(Extracted data entries)
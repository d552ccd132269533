use std::io::ErrorKind;
use std::sync::Arc;
use tracing::{debug, error, info, warn};

use crate::core::error::{AppError, Result};
use crate::features::umkm::backends::UmkmBackend;
use crate::features::umkm::dtos::{UmkmForm, UploadedPhoto};
use crate::features::umkm::models::{NewUmkm, Umkm};
use crate::features::umkm::services::records_to_csv;
use crate::modules::storage::PhotoStore;

/// Service for UMKM record operations
///
/// Keeps each record and its photo file in step: a photo is never left
/// behind by a failed create, and a record never points at a missing photo.
pub struct UmkmService {
    backend: Arc<dyn UmkmBackend>,
    photos: Arc<PhotoStore>,
}

impl UmkmService {
    pub fn new(backend: Arc<dyn UmkmBackend>, photos: Arc<PhotoStore>) -> Self {
        Self { backend, photos }
    }

    pub fn backend_name(&self) -> &'static str {
        self.backend.name()
    }

    /// Create a record together with its photo
    ///
    /// The photo is saved first; if the backend rejects the row, the photo is
    /// removed again before the error is returned.
    pub async fn create(&self, form: UmkmForm, photo: Option<UploadedPhoto>) -> Result<Umkm> {
        let fields = form.into_fields()?;
        let photo = photo.ok_or_else(|| AppError::validation("foto is required"))?;

        let foto = self.photos.save(&photo.filename, &photo.bytes).await?;
        let record = NewUmkm { fields, foto };

        match self.backend.create(&record).await {
            Ok(id) => {
                info!(
                    "UMKM record created: id={}, foto={}, backend={}",
                    id,
                    record.foto,
                    self.backend.name()
                );
                Ok(Umkm::from_new(id, record))
            }
            Err(e) => {
                error!("Backend create failed, removing photo {}: {}", record.foto, e);
                if let Err(cleanup) = self.photos.delete(&record.foto).await {
                    error!("Failed to remove orphaned photo {}: {}", record.foto, cleanup);
                }
                Err(e)
            }
        }
    }

    /// List all records, newest first
    pub async fn list(&self) -> Result<Vec<Umkm>> {
        let mut records = self.backend.list().await?;
        records.sort_by(|a, b| b.id.cmp(&a.id));
        debug!("Listed {} UMKM records", records.len());
        Ok(records)
    }

    pub async fn get(&self, id: i64) -> Result<Umkm> {
        self.backend.get(id).await
    }

    /// CSV export of every record, in list order
    pub async fn export_csv(&self) -> Result<Vec<u8>> {
        let records = self.list().await?;
        let csv = records_to_csv(&records)?;
        info!("Exported {} UMKM records to CSV", records.len());
        Ok(csv)
    }

    /// Update a record, optionally replacing its photo
    ///
    /// The old photo is removed only after the row points at the new one.
    /// If the row update fails, the new photo is removed and the old photo
    /// stays referenced.
    pub async fn update(
        &self,
        id: i64,
        form: UmkmForm,
        photo: Option<UploadedPhoto>,
    ) -> Result<Umkm> {
        let fields = form.into_fields()?;
        let mut current = self.backend.get(id).await?;
        let old_foto = current.foto.clone();

        let new_foto = match photo {
            Some(photo) => Some(self.photos.save(&photo.filename, &photo.bytes).await?),
            None => None,
        };

        if let Err(e) = self
            .backend
            .update(id, &fields, new_foto.as_deref())
            .await
        {
            if let Some(ref foto) = new_foto {
                error!("Backend update failed, removing new photo {}: {}", foto, e);
                if let Err(cleanup) = self.photos.delete(foto).await {
                    error!("Failed to remove unused photo {}: {}", foto, cleanup);
                }
            }
            return Err(e);
        }

        current.apply(&fields, new_foto.as_deref());

        if let (Some(new), Some(old)) = (new_foto.as_deref(), old_foto.as_deref()) {
            if new != old {
                self.remove_replaced_photo(old).await;
            }
        }

        info!(
            "UMKM record updated: id={}, photo_replaced={}",
            id,
            new_foto.is_some()
        );
        Ok(current)
    }

    /// Delete a record, then its photo
    ///
    /// A backend failure leaves the photo untouched. A photo that is already
    /// gone, or whose stored name does not resolve inside the upload
    /// directory, does not make the delete fail.
    pub async fn delete(&self, id: i64) -> Result<()> {
        let record = self.backend.get(id).await?;

        self.backend.delete(id).await?;

        if let Some(foto) = record.foto.as_deref() {
            match self.photos.delete(foto).await {
                Ok(()) => {}
                Err(AppError::Io(e)) if e.kind() == ErrorKind::InvalidInput => {
                    warn!(
                        "UMKM record {} deleted; photo {:?} is outside the upload directory: {}",
                        id, foto, e
                    );
                }
                Err(e) => {
                    error!(
                        "UMKM record {} deleted but its photo {} could not be removed: {}",
                        id, foto, e
                    );
                    return Err(e);
                }
            }
        }

        info!("UMKM record deleted: id={}, foto={:?}", id, record.foto);
        Ok(())
    }

    /// Best-effort removal of a photo that no record references any more
    async fn remove_replaced_photo(&self, old: &str) {
        if !self.photos.exists(old).await {
            debug!("Replaced photo already absent: {}", old);
            return;
        }

        if let Err(e) = self.photos.delete(old).await {
            warn!("Replaced photo {} left on disk: {}", old, e);
        }
    }
}

#[cfg(test)]
mod tests {
    use super::*;
    use crate::shared::test_helpers::{sample_form, sample_photo, MemoryBackend};
    use regex::Regex;
    use tempfile::TempDir;

    struct Fixture {
        _dir: TempDir,
        backend: Arc<MemoryBackend>,
        photos: Arc<PhotoStore>,
        service: UmkmService,
    }

    fn fixture() -> Fixture {
        let dir = TempDir::new().unwrap();
        let backend = Arc::new(MemoryBackend::default());
        let photos = Arc::new(PhotoStore::new(dir.path()));
        let service = UmkmService::new(backend.clone(), photos.clone());
        Fixture {
            _dir: dir,
            backend,
            photos,
            service,
        }
    }

    fn stored_files(photos: &PhotoStore) -> Vec<String> {
        std::fs::read_dir(photos.dir())
            .unwrap()
            .map(|e| e.unwrap().file_name().to_string_lossy().to_string())
            .collect()
    }

    #[tokio::test]
    async fn test_create_then_get_returns_fields_and_existing_photo() {
        let f = fixture();

        let created = f
            .service
            .create(sample_form(), Some(sample_photo("photo.jpg")))
            .await
            .unwrap();
        let fetched = f.service.get(created.id).await.unwrap();

        assert_eq!(fetched.nama, "Budi");
        assert_eq!(fetched.nim, "123");
        assert_eq!(fetched.kelas, "A");
        assert_eq!(fetched.umkm, "Warung");
        assert_eq!(fetched.kategori, "Makanan");
        assert_eq!(fetched.pegawai, "2");
        let foto = fetched.foto.unwrap();
        assert!(Regex::new(r"^\d{8}_\d{6}_photo\.jpg$").unwrap().is_match(&foto));
        assert!(f.photos.exists(&foto).await);
    }

    #[tokio::test]
    async fn test_create_rejects_missing_fields_before_saving_photo() {
        let f = fixture();
        let form = UmkmForm {
            nim: " ".into(),
            ..sample_form()
        };

        let result = f.service.create(form, Some(sample_photo("photo.jpg"))).await;

        assert!(matches!(result, Err(AppError::Validation(_))));
        assert!(stored_files(&f.photos).is_empty());
        assert_eq!(f.backend.len(), 0);
    }

    #[tokio::test]
    async fn test_create_requires_photo() {
        let f = fixture();

        let result = f.service.create(sample_form(), None).await;

        match result {
            Err(AppError::Validation(errors)) => assert_eq!(errors, vec!["foto is required"]),
            other => panic!("expected validation error, got {:?}", other),
        }
    }

    #[tokio::test]
    async fn test_create_failure_leaves_no_orphan_photo() {
        let f = fixture();
        f.backend.fail_writes(true);

        let result = f
            .service
            .create(sample_form(), Some(sample_photo("photo.jpg")))
            .await;

        assert!(matches!(result, Err(AppError::Persistence(_))));
        assert!(stored_files(&f.photos).is_empty());
    }

    #[tokio::test]
    async fn test_create_aborts_when_photo_cannot_be_saved() {
        let f = fixture();
        let service = UmkmService::new(
            f.backend.clone(),
            Arc::new(PhotoStore::new(f.photos.dir().join("missing"))),
        );

        let result = service
            .create(sample_form(), Some(sample_photo("photo.jpg")))
            .await;

        assert!(matches!(result, Err(AppError::Io(_))));
        assert_eq!(f.backend.len(), 0);
    }

    #[tokio::test]
    async fn test_list_is_newest_first() {
        let f = fixture();
        for name in ["a.jpg", "b.jpg", "c.jpg"] {
            f.service
                .create(sample_form(), Some(sample_photo(name)))
                .await
                .unwrap();
        }

        let ids: Vec<i64> = f.service.list().await.unwrap().iter().map(|r| r.id).collect();

        assert_eq!(ids, vec![3, 2, 1]);
    }

    #[tokio::test]
    async fn test_export_csv_has_one_line_per_record() {
        let f = fixture();
        for name in ["a.jpg", "b.jpg"] {
            f.service
                .create(sample_form(), Some(sample_photo(name)))
                .await
                .unwrap();
        }

        let csv = String::from_utf8(f.service.export_csv().await.unwrap()).unwrap();
        let lines: Vec<&str> = csv.lines().collect();

        assert_eq!(lines.len(), 3);
        assert!(lines[1].starts_with("2,"));
        assert!(lines[2].ends_with("_a.jpg"));
    }

    #[tokio::test]
    async fn test_update_without_photo_preserves_foto() {
        let f = fixture();
        let created = f
            .service
            .create(sample_form(), Some(sample_photo("photo.jpg")))
            .await
            .unwrap();

        let form = UmkmForm {
            umkm: "Warung Kopi".into(),
            ..sample_form()
        };
        let updated = f.service.update(created.id, form, None).await.unwrap();

        assert_eq!(updated.umkm, "Warung Kopi");
        assert_eq!(updated.foto, created.foto);
        let stored = f.service.get(created.id).await.unwrap();
        assert_eq!(stored.foto, created.foto);
        assert!(f.photos.exists(created.foto.as_deref().unwrap()).await);
    }

    #[tokio::test]
    async fn test_update_with_photo_replaces_old_file() {
        let f = fixture();
        let created = f
            .service
            .create(sample_form(), Some(sample_photo("old.jpg")))
            .await
            .unwrap();
        let old = created.foto.clone().unwrap();

        let updated = f
            .service
            .update(created.id, sample_form(), Some(sample_photo("new.jpg")))
            .await
            .unwrap();
        let new = updated.foto.clone().unwrap();

        assert!(new.ends_with("new.jpg"));
        assert!(f.photos.exists(&new).await);
        assert!(!f.photos.exists(&old).await);
        assert_eq!(f.service.get(created.id).await.unwrap().foto, Some(new));
    }

    #[tokio::test]
    async fn test_update_failure_keeps_old_photo_referenced() {
        let f = fixture();
        let created = f
            .service
            .create(sample_form(), Some(sample_photo("old.jpg")))
            .await
            .unwrap();
        let old = created.foto.clone().unwrap();
        f.backend.fail_writes(true);

        let result = f
            .service
            .update(created.id, sample_form(), Some(sample_photo("new.jpg")))
            .await;

        assert!(matches!(result, Err(AppError::Persistence(_))));
        assert!(f.photos.exists(&old).await);
        assert_eq!(f.service.get(created.id).await.unwrap().foto, Some(old.clone()));
        assert_eq!(stored_files(&f.photos), vec![old]);
    }

    #[tokio::test]
    async fn test_update_missing_record_has_no_side_effects() {
        let f = fixture();

        let result = f
            .service
            .update(404, sample_form(), Some(sample_photo("new.jpg")))
            .await;

        assert!(matches!(result, Err(AppError::NotFound(_))));
        assert!(stored_files(&f.photos).is_empty());
    }

    #[tokio::test]
    async fn test_delete_twice_is_not_found_and_photo_is_gone() {
        let f = fixture();
        let created = f
            .service
            .create(sample_form(), Some(sample_photo("photo.jpg")))
            .await
            .unwrap();
        let foto = created.foto.clone().unwrap();

        f.service.delete(created.id).await.unwrap();
        assert!(!f.photos.exists(&foto).await);

        let second = f.service.delete(created.id).await;
        assert!(matches!(second, Err(AppError::NotFound(_))));
    }

    #[tokio::test]
    async fn test_delete_succeeds_when_photo_already_missing() {
        let f = fixture();
        let created = f
            .service
            .create(sample_form(), Some(sample_photo("photo.jpg")))
            .await
            .unwrap();
        f.photos.delete(created.foto.as_deref().unwrap()).await.unwrap();

        f.service.delete(created.id).await.unwrap();

        assert!(matches!(
            f.service.get(created.id).await,
            Err(AppError::NotFound(_))
        ));
    }

    #[tokio::test]
    async fn test_delete_tolerates_foto_outside_upload_directory() {
        let f = fixture();
        let record = NewUmkm {
            fields: sample_form().into_fields().unwrap(),
            foto: "umkm/abc.jpg".to_string(),
        };
        let id = f.backend.create(&record).await.unwrap();

        f.service.delete(id).await.unwrap();

        assert_eq!(f.backend.len(), 0);
        assert!(matches!(f.service.get(id).await, Err(AppError::NotFound(_))));
    }

    #[tokio::test]
    async fn test_delete_backend_failure_keeps_photo() {
        let f = fixture();
        let created = f
            .service
            .create(sample_form(), Some(sample_photo("photo.jpg")))
            .await
            .unwrap();
        f.backend.fail_writes(true);

        let result = f.service.delete(created.id).await;

        assert!(matches!(result, Err(AppError::Persistence(_))));
        assert!(f.photos.exists(created.foto.as_deref().unwrap()).await);
    }
}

What to produce:
Among the records, find all lines that include the string "ErrorKind" and return them.

Your solution:
use std::io::ErrorKind;
                Err(AppError::Io(e)) if e.kind() == ErrorKind::InvalidInput => {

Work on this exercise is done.